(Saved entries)
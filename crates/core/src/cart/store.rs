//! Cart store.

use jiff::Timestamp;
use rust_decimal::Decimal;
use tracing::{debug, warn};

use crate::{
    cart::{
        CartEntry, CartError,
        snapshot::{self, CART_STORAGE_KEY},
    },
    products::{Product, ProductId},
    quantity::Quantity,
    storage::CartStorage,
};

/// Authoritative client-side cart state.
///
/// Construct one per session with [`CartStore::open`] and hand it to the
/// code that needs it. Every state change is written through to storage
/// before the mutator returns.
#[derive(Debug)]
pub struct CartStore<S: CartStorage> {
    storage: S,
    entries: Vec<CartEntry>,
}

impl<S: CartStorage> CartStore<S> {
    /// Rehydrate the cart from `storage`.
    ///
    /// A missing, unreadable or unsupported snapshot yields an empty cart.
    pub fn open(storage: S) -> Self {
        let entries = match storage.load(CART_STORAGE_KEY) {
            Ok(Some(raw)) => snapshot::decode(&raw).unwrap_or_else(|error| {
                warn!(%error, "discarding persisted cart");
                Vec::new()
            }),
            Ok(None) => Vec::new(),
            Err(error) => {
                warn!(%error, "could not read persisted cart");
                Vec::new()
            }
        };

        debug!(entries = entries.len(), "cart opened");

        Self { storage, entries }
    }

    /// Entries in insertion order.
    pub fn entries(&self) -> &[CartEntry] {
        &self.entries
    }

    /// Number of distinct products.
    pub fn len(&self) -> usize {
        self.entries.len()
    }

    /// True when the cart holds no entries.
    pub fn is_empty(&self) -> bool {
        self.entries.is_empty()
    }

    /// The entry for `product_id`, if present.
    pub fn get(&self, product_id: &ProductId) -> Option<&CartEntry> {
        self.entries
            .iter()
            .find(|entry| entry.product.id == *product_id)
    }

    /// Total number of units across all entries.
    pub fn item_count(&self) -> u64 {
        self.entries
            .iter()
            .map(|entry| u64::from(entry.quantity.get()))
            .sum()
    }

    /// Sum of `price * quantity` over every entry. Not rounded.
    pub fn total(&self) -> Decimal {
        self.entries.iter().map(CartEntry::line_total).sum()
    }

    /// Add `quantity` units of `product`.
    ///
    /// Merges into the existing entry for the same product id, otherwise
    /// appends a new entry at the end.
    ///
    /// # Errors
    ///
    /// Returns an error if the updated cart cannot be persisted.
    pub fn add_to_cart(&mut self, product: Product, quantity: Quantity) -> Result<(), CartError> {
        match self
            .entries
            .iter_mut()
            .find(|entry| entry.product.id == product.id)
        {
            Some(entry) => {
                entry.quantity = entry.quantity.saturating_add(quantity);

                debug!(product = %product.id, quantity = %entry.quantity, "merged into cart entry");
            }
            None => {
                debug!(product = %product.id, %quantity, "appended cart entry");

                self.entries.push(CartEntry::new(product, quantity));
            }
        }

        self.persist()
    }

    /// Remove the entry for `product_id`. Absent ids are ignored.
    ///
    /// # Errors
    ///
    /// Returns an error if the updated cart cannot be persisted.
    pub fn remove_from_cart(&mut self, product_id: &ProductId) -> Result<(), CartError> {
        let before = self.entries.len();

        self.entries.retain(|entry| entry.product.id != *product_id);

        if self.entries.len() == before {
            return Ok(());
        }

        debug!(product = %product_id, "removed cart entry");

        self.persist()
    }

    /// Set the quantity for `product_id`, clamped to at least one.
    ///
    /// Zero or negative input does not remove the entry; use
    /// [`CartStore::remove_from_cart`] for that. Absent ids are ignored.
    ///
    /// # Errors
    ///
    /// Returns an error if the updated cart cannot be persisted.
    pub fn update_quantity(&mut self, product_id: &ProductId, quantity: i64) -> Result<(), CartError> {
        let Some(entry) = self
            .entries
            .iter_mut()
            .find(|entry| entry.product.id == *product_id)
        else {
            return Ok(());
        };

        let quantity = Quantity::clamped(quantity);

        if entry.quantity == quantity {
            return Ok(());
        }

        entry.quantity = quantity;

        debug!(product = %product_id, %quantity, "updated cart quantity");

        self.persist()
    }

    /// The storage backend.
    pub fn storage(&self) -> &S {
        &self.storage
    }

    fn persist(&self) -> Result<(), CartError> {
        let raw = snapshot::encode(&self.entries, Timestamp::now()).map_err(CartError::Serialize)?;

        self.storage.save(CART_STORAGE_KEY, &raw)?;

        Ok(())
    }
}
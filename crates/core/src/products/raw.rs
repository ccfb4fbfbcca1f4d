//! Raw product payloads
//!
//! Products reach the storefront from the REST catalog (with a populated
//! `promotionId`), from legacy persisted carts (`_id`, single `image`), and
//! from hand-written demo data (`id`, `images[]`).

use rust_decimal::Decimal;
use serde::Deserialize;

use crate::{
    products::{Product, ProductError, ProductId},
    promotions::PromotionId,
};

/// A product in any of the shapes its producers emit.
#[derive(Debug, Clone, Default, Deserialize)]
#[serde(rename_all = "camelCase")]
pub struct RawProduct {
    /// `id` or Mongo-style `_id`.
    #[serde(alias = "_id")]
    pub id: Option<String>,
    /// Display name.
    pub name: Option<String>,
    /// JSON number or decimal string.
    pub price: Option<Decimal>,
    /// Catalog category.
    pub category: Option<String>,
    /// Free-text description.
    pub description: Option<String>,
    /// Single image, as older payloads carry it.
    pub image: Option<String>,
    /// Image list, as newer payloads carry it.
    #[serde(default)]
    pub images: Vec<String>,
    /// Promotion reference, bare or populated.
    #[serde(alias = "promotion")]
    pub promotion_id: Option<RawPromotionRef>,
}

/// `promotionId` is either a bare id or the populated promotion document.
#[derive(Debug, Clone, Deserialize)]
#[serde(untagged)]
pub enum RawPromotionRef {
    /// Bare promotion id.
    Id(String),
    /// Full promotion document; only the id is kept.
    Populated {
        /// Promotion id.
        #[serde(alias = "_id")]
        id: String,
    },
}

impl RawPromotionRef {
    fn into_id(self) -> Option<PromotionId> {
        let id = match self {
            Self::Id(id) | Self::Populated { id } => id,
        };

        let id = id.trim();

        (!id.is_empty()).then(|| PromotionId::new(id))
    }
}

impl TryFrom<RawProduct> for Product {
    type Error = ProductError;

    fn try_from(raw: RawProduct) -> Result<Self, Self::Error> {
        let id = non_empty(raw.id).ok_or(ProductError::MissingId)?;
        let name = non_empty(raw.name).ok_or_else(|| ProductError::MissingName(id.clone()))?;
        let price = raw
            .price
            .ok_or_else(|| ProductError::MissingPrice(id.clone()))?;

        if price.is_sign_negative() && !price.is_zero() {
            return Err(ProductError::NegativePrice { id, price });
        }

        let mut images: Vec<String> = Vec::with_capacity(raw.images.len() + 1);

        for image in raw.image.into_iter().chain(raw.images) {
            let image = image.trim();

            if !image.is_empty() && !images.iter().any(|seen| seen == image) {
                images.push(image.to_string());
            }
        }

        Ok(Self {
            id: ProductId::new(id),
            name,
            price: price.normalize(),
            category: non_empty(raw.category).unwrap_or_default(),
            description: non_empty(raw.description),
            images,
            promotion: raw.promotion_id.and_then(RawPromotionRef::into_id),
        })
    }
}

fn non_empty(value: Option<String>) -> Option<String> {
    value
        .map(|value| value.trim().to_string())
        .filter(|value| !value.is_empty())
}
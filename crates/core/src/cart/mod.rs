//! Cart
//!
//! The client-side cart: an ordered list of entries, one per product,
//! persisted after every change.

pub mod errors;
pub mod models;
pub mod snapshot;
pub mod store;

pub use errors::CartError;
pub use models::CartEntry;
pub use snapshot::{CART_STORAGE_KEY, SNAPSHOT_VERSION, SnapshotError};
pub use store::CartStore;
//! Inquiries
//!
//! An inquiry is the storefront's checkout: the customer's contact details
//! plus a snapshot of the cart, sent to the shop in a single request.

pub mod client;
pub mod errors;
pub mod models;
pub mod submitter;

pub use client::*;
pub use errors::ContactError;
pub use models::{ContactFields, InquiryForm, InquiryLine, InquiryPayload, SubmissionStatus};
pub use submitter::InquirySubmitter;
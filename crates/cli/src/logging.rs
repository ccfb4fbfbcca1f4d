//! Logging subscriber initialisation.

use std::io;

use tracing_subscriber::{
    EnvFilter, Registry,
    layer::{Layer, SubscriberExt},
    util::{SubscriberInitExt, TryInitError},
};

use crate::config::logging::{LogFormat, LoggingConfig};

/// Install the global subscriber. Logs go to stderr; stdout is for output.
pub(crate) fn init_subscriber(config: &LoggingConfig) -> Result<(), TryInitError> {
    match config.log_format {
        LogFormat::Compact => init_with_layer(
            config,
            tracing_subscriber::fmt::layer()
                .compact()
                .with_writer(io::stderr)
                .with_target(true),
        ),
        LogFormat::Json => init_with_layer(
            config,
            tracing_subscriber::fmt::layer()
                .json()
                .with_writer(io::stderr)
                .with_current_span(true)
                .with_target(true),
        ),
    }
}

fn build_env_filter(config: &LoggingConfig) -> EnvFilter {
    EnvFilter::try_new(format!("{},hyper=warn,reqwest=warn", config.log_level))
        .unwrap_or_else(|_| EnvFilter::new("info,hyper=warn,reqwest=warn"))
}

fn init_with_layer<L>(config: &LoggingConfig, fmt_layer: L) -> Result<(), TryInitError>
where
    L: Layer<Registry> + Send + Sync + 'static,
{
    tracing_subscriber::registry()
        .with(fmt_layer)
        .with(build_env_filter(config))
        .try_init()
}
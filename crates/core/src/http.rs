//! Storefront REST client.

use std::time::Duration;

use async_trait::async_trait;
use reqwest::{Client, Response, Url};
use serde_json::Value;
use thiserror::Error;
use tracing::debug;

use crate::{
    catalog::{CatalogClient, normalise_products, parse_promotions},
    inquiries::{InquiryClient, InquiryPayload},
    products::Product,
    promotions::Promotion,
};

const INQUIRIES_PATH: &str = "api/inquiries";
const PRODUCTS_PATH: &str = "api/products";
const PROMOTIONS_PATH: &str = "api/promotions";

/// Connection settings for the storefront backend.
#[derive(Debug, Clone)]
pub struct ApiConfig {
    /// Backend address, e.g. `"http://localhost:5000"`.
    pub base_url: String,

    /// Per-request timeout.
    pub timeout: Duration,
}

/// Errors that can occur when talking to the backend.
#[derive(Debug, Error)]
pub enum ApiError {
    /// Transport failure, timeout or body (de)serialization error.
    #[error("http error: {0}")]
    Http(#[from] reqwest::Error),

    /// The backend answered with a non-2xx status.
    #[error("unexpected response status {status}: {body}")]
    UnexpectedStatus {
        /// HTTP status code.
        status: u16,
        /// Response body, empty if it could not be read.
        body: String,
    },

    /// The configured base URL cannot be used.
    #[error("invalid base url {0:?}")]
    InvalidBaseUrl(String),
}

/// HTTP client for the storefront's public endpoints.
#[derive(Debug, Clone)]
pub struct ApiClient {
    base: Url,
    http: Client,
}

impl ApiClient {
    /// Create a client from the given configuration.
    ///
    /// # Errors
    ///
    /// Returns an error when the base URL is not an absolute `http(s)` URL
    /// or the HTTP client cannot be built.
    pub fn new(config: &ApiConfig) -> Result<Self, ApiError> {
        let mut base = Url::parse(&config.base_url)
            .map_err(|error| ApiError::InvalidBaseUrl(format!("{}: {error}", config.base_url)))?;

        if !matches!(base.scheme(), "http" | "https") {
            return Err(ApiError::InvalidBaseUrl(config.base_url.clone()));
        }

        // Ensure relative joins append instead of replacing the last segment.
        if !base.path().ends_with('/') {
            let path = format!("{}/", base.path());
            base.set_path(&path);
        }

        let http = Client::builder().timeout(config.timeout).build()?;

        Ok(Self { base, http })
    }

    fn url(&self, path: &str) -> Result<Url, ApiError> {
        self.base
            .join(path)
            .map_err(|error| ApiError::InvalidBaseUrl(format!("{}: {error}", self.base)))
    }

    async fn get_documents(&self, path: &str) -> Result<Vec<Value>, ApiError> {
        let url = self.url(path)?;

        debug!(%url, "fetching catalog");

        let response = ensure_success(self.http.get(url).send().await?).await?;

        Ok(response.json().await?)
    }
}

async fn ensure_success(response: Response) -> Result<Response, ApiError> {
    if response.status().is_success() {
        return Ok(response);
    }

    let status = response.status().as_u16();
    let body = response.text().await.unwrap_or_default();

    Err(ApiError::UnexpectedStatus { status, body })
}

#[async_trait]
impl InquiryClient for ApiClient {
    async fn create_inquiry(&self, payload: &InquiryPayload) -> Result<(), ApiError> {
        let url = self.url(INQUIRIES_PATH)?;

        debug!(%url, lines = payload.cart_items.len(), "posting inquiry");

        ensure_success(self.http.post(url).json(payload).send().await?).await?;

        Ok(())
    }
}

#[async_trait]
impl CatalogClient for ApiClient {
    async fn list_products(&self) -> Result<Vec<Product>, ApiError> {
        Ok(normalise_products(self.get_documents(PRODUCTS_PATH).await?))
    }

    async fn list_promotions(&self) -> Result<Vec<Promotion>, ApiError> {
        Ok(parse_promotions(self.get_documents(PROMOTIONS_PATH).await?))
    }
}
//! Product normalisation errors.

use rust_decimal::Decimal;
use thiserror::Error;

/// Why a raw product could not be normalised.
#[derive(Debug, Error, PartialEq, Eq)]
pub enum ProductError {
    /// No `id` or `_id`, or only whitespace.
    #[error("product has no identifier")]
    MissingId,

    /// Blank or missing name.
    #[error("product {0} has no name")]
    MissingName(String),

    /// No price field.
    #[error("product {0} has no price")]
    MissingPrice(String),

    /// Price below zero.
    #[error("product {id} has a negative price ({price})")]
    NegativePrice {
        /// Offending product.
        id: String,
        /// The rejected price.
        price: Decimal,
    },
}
* * *
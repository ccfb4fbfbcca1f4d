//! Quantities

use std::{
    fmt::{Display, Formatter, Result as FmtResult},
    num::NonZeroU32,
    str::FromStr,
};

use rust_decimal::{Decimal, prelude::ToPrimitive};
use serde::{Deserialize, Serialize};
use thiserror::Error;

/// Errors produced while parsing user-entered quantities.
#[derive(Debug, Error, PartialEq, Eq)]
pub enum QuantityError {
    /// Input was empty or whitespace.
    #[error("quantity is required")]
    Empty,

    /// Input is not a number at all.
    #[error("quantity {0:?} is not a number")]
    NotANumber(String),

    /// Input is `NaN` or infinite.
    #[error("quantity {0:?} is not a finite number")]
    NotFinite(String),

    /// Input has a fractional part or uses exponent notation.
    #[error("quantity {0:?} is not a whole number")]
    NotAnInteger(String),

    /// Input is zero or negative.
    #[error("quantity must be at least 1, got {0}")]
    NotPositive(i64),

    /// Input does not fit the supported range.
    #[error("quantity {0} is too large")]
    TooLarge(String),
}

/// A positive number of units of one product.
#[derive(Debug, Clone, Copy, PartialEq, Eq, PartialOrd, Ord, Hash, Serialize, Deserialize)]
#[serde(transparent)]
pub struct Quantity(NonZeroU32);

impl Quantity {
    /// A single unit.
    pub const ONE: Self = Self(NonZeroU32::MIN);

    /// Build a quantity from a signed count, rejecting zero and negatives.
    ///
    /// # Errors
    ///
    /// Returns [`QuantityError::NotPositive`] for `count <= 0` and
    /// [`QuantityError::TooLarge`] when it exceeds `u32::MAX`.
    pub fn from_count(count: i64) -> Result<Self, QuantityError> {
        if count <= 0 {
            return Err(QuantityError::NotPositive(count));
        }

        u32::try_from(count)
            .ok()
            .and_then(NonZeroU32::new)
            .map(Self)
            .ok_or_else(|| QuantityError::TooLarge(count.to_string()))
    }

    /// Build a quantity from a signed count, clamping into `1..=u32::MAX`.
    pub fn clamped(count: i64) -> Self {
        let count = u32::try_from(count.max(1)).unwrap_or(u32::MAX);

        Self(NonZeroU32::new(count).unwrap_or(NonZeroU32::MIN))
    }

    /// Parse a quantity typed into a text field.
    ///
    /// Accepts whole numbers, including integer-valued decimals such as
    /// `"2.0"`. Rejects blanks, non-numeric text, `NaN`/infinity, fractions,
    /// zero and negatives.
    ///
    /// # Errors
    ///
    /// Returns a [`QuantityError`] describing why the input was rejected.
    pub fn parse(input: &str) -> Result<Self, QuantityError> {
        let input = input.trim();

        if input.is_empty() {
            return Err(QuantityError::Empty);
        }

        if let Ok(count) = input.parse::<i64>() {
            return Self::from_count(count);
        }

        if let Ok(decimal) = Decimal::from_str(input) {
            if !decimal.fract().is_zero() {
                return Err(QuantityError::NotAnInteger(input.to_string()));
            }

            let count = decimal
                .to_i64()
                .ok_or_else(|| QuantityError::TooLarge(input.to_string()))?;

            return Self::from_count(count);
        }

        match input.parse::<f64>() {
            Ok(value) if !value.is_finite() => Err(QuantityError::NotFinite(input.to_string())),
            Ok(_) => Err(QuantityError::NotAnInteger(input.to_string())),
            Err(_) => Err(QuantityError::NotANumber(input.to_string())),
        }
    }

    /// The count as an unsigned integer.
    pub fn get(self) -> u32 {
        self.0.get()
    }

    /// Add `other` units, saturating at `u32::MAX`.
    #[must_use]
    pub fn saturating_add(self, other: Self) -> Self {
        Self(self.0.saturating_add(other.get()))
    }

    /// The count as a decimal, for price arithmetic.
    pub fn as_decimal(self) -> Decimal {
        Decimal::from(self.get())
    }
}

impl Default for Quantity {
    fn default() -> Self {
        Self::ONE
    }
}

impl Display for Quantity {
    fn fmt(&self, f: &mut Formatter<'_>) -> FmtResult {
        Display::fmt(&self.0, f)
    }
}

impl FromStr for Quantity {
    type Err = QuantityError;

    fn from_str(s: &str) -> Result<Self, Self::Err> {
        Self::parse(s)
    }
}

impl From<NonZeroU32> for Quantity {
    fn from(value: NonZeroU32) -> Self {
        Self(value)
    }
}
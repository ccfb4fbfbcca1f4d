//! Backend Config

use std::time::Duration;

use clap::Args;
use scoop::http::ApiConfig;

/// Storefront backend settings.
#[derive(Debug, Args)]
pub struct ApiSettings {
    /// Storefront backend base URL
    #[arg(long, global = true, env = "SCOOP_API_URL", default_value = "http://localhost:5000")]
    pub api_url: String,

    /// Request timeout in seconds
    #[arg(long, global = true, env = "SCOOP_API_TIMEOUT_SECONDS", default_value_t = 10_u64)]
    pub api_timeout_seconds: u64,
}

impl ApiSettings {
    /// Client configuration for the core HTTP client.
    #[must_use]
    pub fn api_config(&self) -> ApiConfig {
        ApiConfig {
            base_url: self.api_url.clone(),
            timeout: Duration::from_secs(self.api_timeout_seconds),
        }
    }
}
---
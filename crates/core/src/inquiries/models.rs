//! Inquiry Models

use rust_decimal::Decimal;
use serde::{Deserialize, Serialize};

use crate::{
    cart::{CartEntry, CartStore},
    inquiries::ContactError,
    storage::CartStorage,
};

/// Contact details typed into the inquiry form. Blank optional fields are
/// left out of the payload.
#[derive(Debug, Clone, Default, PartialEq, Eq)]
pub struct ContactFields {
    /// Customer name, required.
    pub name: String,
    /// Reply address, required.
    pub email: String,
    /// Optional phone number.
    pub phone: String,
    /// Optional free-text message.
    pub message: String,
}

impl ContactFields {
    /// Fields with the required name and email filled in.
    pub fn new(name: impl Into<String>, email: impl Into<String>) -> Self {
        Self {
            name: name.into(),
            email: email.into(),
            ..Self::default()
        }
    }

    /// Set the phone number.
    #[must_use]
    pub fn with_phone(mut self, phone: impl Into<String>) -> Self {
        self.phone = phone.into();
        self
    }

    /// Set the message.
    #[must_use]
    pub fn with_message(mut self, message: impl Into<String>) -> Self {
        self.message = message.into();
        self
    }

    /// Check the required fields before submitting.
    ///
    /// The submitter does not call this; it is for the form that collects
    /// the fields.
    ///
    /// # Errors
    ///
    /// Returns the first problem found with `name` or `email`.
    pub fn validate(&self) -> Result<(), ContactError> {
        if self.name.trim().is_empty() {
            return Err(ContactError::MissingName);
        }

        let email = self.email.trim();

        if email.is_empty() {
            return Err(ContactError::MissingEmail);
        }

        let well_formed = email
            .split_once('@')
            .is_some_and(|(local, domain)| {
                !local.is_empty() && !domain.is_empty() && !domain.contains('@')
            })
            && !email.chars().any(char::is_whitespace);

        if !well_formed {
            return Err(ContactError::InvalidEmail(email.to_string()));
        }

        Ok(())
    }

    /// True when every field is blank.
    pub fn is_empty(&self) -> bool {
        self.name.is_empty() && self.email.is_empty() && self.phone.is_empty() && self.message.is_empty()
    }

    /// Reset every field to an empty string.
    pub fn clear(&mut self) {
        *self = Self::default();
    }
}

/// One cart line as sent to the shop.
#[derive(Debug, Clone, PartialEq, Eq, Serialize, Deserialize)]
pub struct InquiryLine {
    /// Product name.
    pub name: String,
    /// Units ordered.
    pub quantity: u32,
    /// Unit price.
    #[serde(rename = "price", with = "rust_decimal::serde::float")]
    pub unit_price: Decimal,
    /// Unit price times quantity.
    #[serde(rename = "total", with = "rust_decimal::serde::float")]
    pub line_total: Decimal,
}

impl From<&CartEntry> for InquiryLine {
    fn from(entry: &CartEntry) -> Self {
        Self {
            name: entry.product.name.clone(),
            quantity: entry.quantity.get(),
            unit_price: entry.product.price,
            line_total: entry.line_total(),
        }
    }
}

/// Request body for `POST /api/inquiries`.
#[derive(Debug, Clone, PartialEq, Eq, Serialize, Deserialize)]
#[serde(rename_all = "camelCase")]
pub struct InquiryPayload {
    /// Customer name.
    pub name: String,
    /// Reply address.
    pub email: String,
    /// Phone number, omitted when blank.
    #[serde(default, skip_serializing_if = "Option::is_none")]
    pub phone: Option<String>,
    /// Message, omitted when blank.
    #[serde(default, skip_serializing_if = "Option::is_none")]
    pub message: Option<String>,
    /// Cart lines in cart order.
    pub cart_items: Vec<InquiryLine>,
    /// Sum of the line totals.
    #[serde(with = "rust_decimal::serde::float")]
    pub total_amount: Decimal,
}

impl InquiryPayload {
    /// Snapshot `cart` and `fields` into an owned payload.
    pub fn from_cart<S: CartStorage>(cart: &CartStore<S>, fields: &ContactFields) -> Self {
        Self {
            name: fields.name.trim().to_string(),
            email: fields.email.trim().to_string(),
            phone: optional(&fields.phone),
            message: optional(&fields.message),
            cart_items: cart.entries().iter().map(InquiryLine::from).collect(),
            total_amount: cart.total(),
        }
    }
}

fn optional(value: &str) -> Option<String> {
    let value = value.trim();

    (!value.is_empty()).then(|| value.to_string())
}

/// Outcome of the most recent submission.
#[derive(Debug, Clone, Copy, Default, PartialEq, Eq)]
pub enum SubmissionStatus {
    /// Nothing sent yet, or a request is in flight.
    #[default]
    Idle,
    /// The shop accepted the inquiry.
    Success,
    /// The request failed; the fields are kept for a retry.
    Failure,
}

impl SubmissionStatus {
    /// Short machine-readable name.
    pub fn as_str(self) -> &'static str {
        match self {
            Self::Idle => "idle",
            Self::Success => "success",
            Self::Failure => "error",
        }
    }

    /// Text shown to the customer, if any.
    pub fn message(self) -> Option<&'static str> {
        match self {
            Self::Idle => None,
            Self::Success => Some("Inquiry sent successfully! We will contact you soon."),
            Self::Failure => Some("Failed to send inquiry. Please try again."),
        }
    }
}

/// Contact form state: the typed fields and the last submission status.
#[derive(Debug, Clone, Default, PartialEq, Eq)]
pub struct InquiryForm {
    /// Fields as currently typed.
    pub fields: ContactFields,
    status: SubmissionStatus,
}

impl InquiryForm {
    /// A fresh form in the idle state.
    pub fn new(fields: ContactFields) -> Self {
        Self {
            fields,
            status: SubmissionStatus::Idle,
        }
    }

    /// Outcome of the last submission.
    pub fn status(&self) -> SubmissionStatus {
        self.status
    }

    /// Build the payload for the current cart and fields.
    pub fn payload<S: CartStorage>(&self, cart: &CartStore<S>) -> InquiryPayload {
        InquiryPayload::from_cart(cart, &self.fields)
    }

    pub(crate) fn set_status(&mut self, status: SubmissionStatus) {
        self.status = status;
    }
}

* **YOUR ASSIGNMENT**
Beginning with the line above that contains "impl Display for", copy each line exactly up to and including the line that contains "backend base URL", and go no further.

* **EXPECTED OUTPUT**
impl Display for Quantity {
    fn fmt(&self, f: &mut Formatter<'_>) -> FmtResult {
        Display::fmt(&self.0, f)
    }
}

impl FromStr for Quantity {
    type Err = QuantityError;

    fn from_str(s: &str) -> Result<Self, Self::Err> {
        Self::parse(s)
    }
}

impl From<NonZeroU32> for Quantity {
    fn from(value: NonZeroU32) -> Self {
        Self(value)
    }
}
repository ccfb4fbfbcca1f4d
//! Backend Config

use std::time::Duration;

use clap::Args;
use scoop::http::ApiConfig;

/// Storefront backend settings.
#[derive(Debug, Args)]
pub struct ApiSettings {
    /// Storefront backend base URL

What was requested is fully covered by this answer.